Jeśli chodzi natomiast o same „brzuszki”, to nie jest źle. Nie opuściłem ani jednego dnia w ich ćwiczeniu. Wszystko nadal wrzucam w moją playlistę brzuszki na YouTube. Rzadko robię jakieś serie kombinowane. Kładę się po prostu na ławeczce i robię ile się da. W sumie to może troszkę mniej, gdyż myślę o tym, abym był w stanie następnego dnia powtórzyć to samo. Nie sztuką jest zrobić 20 brzuszków więcej a potem przez tydzień umierać. Kilka kilogramów w plecy i spadło mi kilka centymetrów z talii. Miałem 92, teraz jest 88. Brzuch też wydaje mi się wygląda lepiej. Odsłaniają się jako tako mięśnie i jestem chociaż z wyglądu brzucha na chwilę obecną zadowolony. Ostatnio, aby poprawić dolną partię brzucha, zamiast na płaskiej ćwiczę na ławeczce głową w dół. Na ogół kończy się to 61 powtórzeniami, ostatnio dałem jednak radę przez kilka dni dojść do 71. Pod spodem wstawię filmik z jednego z moich ćwiczeń. Na jego końcu pokazuję brzuch, przez co możecie porównać sobie postępy z filmikiem z przed „Akcji Brzuch”.
Jeśli chodzi o bieganie, które miało wspomagać moje odchudzanie, tutaj za wiele się nie zmieniło.
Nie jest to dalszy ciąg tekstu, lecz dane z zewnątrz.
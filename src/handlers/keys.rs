//! Entity key extraction.
//!
//! Keys only drive grouping and are never persisted. Every event touching a
//! given order yields the same keys, whichever event family it belongs to.

use std::fmt;

use crate::types::events::EventPayload;
use crate::types::order::IndexerOrderId;

pub const STATEFUL_ORDER_EVENT_TYPE: &str = "StatefulOrderEvent";
pub const ORDER_FILL_EVENT_TYPE: &str = "OrderFillEvent";

/// Opaque grouping identifier for one logical entity.
#[derive(Debug, Clone, PartialEq, Eq, Hash, PartialOrd, Ord)]
pub struct EntityKey(String);

impl EntityKey {
    pub fn new(key: impl Into<String>) -> Self {
        Self(key.into())
    }

    pub fn as_str(&self) -> &str {
        &self.0
    }
}

impl fmt::Display for EntityKey {
    fn fmt(&self, f: &mut fmt::Formatter<'_>) -> fmt::Result {
        f.write_str(&self.0)
    }
}

/// Keys for an event of `event_type` touching one order. The fill key keeps
/// stateful order events and fills of the same order in one group.
pub fn order_keys(event_type: &str, order_id: &IndexerOrderId) -> Vec<EntityKey> {
    let uuid = order_id.uuid();
    vec![
        EntityKey::new(format!("{}_{}", event_type, uuid)),
        EntityKey::new(format!("{}_{}", ORDER_FILL_EVENT_TYPE, uuid)),
    ]
}

/// Keys of every entity an event affects. Total over all event types.
pub fn extract(payload: &EventPayload) -> Vec<EntityKey> {
    match payload {
        EventPayload::StatefulOrderPlacement(placement) => {
            order_keys(STATEFUL_ORDER_EVENT_TYPE, &placement.order.order_id)
        }
        EventPayload::StatefulOrderRemoval(removal) => {
            order_keys(STATEFUL_ORDER_EVENT_TYPE, &removal.removed_order_id)
        }
    }
}

#[cfg(test)]
mod tests {
    use super::*;
    use crate::types::events::{OrderPlacementEvent, OrderRemovalEvent};
    use crate::types::order::{
        IndexerOrder, OrderRemovalReason, OrderSide, SubaccountId, ORDER_FLAG_LONG_TERM,
    };

    fn order_id(client_id: u32) -> IndexerOrderId {
        IndexerOrderId {
            subaccount_id: SubaccountId {
                owner: "dydx1alice".to_string(),
                number: 0,
            },
            client_id,
            order_flags: ORDER_FLAG_LONG_TERM,
            clob_pair_id: 0,
        }
    }

    fn removal(client_id: u32) -> EventPayload {
        EventPayload::StatefulOrderRemoval(OrderRemovalEvent {
            removed_order_id: order_id(client_id),
            reason: OrderRemovalReason::Expired,
        })
    }

    #[test]
    fn test_keys_are_deterministic() {
        assert_eq!(extract(&removal(1)), extract(&removal(1)));
        assert_eq!(extract(&removal(1)).len(), 2);
    }

    #[test]
    fn test_unrelated_orders_do_not_collide() {
        let a = extract(&removal(1));
        let b = extract(&removal(2));
        assert!(a.iter().all(|key| !b.contains(key)));
    }

    #[test]
    fn test_placement_and_removal_of_same_order_share_keys() {
        let placement = EventPayload::StatefulOrderPlacement(OrderPlacementEvent {
            order: IndexerOrder {
                order_id: order_id(1),
                side: OrderSide::Sell,
                quantums: 5,
                subticks: 10,
                good_til_block: None,
                good_til_block_time: Some(100),
                reduce_only: false,
                conditional_order_trigger_subticks: None,
            },
        });
        assert_eq!(extract(&placement), extract(&removal(1)));
    }

    #[test]
    fn test_fill_key_format() {
        let keys = order_keys(STATEFUL_ORDER_EVENT_TYPE, &order_id(3));
        let uuid = order_id(3).uuid();
        assert_eq!(keys[0].as_str(), format!("StatefulOrderEvent_{}", uuid));
        assert_eq!(keys[1].to_string(), format!("OrderFillEvent_{}", uuid));
    }
}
Biegam na ogół co czwarty dzień, czasem częściej. Nie jest to jednak typowo tlenowe bieganie. Na ogół daję z siebie ile mogę, zwłaszcza na ostatnich metrach. Nowe buty do biegania też zrobiły swoje. Nie wiem ile zasługi w ich samych, a ile w moim pozytywnym „nakręceniu się”, ale pierwszy bieg w nich i na 5.6 km zszedłem do 27.30 min co jest o około 2 min lepiej niż mój osobisty rekord. Jak pisałem w poście „Brzuch – co i jak” nie robię wszystkiego tak, jak powinno się. Uważam, iż każdy z nas jest inny i niektóre rzeczy działają na mnie lepiej, inne gorzej. Najważniejsze jednak dla mnie jest, aby coś dawało mi satysfakcję i bym wierzył w jego działanie. Robiąc po swojemu mam niezłe rezultaty, więc ciągnę to dalej. Po drugie robiąc coś po swojemu, przynajmniej to robię. Z moim charakterem wiem, iż przykładowo biegając wolnym tempem, ale przez godzinę może i spaliłbym więcej „smalcu”, szybko jednak zrezygnowałbym z biegania gdyż nudziło by mnie to i zabierało za wiele czasu. A tego zwłaszcza ostatnio i tak mam nie za dużo.
To tyle, jeśli chodzi o dotychczasowe postępy. Oczywiście cały czas jako tako jest jeszcze siłownia. Do końca września mam nadzieję spalić ile się da, potem wchodzę na około 3000 kalorii dziennie i zima to nabieranie masy. Tym razem mam nadzieje już w miarę beztłuszczowej.
Przy okazji tego postu dziękuję wszystkim odwiedzającym mój blog. Na prawdę nawet nie wiecie ile motywacji dają mi Wasze wiadomości i komentarze. Dziękuję za to serdecznie, pozdrawiam no i POWODZENIA.